Top of Extracted information

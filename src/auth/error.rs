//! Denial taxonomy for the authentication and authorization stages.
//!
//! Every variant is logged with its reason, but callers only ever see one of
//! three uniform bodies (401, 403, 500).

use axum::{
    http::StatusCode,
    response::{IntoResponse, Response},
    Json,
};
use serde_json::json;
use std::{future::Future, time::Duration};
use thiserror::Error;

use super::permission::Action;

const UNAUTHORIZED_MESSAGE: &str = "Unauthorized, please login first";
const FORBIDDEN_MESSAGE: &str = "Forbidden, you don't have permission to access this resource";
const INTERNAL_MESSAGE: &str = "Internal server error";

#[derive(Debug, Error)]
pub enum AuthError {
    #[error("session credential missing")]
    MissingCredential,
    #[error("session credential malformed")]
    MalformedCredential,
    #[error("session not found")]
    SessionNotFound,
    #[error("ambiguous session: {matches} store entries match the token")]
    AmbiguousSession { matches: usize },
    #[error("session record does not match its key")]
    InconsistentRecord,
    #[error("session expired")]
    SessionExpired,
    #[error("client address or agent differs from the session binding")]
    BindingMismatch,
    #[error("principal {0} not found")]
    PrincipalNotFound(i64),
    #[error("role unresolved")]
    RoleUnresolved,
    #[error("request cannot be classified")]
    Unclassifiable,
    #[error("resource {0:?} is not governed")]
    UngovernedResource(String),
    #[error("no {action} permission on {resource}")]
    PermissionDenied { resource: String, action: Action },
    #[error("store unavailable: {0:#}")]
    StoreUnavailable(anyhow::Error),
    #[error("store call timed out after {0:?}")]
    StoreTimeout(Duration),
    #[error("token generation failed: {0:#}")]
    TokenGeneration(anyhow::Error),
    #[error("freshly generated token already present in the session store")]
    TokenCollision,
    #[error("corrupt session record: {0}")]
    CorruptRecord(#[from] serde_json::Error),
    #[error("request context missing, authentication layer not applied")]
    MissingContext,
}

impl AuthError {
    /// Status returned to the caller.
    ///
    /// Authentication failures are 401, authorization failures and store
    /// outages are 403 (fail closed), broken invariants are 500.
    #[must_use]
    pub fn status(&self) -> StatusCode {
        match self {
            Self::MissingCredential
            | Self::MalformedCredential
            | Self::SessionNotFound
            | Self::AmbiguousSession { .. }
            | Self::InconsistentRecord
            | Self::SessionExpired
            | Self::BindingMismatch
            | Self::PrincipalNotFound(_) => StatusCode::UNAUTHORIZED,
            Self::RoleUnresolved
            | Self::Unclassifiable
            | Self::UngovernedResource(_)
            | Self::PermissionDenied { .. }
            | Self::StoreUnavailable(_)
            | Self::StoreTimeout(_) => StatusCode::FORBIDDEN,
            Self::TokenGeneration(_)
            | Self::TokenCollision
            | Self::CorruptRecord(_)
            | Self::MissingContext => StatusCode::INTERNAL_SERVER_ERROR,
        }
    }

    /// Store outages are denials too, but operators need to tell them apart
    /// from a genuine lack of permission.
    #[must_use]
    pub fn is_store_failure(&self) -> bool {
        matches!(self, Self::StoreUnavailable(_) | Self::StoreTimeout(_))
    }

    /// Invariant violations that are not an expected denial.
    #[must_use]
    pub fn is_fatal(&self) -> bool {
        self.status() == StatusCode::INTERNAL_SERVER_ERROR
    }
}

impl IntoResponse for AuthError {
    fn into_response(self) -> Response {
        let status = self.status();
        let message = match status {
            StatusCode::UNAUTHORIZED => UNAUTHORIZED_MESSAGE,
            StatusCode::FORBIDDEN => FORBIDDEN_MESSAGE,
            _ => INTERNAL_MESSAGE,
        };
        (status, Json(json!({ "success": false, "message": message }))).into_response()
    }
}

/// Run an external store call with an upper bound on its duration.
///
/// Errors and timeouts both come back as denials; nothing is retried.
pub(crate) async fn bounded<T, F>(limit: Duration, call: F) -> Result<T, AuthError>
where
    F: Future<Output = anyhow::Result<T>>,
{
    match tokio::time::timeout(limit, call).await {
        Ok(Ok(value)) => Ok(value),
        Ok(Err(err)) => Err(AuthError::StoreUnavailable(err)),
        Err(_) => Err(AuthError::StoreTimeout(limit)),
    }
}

Bottom of Extracted information
Top of Extracted information

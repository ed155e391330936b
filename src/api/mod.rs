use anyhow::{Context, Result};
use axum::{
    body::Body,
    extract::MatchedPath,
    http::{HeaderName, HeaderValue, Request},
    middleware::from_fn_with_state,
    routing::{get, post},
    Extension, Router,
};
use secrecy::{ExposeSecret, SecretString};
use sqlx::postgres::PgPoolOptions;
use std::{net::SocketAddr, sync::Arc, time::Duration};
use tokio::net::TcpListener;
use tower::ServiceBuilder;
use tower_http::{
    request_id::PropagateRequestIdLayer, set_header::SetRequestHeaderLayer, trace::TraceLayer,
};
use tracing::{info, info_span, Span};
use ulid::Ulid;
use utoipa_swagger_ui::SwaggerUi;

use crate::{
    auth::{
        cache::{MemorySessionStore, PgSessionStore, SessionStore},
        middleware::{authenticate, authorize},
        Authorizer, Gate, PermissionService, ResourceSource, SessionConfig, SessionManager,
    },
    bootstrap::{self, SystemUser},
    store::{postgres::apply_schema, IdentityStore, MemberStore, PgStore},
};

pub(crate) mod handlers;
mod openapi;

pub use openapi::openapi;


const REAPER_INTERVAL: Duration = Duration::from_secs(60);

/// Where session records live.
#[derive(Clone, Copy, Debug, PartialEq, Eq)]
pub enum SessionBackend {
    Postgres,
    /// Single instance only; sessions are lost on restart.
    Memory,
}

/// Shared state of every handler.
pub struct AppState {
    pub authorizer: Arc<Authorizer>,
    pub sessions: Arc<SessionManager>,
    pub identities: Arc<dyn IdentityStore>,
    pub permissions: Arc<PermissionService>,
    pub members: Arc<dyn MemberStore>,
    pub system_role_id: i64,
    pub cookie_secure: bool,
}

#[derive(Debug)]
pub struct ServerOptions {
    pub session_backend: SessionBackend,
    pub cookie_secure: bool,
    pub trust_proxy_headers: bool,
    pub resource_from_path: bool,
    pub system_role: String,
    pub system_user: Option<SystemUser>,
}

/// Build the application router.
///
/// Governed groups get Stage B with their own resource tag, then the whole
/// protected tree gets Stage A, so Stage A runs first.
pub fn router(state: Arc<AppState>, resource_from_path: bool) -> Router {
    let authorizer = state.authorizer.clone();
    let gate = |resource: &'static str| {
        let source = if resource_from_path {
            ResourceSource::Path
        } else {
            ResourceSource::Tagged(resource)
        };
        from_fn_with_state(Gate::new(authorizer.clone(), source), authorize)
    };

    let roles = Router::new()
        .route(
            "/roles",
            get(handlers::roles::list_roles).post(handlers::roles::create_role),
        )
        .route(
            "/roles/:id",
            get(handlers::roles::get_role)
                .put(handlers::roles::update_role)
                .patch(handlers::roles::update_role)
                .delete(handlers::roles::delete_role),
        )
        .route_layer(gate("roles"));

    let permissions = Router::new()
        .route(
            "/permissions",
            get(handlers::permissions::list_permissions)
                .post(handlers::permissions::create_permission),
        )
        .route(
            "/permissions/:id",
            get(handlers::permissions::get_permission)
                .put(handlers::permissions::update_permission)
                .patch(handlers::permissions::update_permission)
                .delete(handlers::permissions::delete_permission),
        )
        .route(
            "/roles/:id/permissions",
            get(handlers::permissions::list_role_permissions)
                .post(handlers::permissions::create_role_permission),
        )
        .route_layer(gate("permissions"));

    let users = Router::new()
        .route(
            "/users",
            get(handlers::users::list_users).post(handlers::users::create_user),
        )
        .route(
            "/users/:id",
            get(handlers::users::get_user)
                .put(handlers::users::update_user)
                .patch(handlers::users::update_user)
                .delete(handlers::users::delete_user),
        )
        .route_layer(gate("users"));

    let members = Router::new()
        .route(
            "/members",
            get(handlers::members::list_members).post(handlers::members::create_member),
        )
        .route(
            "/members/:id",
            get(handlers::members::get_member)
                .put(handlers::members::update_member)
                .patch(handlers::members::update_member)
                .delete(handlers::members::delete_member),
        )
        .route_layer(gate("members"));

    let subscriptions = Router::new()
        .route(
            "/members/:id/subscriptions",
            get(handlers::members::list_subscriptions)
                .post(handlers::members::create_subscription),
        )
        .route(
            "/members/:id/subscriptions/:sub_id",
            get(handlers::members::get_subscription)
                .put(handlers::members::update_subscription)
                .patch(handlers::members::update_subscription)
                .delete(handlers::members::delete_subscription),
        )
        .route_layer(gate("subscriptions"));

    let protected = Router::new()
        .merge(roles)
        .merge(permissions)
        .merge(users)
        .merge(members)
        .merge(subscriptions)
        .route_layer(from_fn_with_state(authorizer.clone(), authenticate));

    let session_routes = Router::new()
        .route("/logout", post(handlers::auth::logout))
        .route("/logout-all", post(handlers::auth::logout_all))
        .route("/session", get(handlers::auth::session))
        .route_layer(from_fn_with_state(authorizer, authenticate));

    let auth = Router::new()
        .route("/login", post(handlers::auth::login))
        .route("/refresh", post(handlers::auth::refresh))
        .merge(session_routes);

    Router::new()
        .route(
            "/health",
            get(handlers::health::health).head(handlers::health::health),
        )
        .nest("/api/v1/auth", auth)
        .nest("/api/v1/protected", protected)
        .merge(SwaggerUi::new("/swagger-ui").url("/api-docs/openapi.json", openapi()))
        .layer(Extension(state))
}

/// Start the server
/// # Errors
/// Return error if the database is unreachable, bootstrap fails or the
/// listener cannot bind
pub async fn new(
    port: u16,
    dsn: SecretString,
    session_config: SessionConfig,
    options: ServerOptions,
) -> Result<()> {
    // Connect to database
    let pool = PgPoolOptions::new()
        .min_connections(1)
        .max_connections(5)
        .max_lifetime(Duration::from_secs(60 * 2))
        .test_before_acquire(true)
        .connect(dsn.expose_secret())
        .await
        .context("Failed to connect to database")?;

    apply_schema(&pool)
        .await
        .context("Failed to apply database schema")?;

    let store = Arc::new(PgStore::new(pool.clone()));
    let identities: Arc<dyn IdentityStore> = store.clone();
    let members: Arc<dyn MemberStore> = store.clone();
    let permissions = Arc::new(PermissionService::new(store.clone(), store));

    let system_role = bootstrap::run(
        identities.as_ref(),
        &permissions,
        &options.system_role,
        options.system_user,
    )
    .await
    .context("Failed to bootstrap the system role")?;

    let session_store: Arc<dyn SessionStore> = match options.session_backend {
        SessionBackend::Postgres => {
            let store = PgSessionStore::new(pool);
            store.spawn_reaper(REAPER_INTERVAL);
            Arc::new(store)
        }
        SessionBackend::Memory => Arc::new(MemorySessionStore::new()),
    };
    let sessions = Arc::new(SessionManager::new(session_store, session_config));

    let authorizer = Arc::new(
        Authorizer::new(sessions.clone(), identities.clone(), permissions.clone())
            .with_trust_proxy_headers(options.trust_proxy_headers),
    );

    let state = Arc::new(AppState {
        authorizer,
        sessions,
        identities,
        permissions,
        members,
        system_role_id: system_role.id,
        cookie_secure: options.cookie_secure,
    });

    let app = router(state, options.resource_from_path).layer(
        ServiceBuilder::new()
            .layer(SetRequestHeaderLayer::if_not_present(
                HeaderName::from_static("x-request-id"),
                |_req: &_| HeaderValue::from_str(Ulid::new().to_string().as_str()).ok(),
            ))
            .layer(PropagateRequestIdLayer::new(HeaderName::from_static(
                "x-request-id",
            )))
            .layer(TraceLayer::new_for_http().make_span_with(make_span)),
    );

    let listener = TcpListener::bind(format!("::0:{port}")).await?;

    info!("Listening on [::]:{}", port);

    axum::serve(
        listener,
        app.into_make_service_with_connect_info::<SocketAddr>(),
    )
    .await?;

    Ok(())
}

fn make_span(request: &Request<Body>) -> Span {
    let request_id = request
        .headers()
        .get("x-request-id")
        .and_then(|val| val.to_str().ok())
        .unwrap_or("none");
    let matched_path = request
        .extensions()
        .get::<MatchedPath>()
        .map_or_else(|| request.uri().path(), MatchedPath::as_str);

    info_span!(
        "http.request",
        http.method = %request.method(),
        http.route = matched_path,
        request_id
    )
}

Bottom of Extracted information

How to complete this task
Your answer should consist of the lines from the line with "the application router." to the line with "let gate = |resource: &'static" above, repeated exactly, both ends included.

Solution for this problem
/// Build the application router.
///
/// Governed groups get Stage B with their own resource tag, then the whole
/// protected tree gets Stage A, so Stage A runs first.
pub fn router(state: Arc<AppState>, resource_from_path: bool) -> Router {
    let authorizer = state.authorizer.clone();
    let gate = |resource: &'static str| {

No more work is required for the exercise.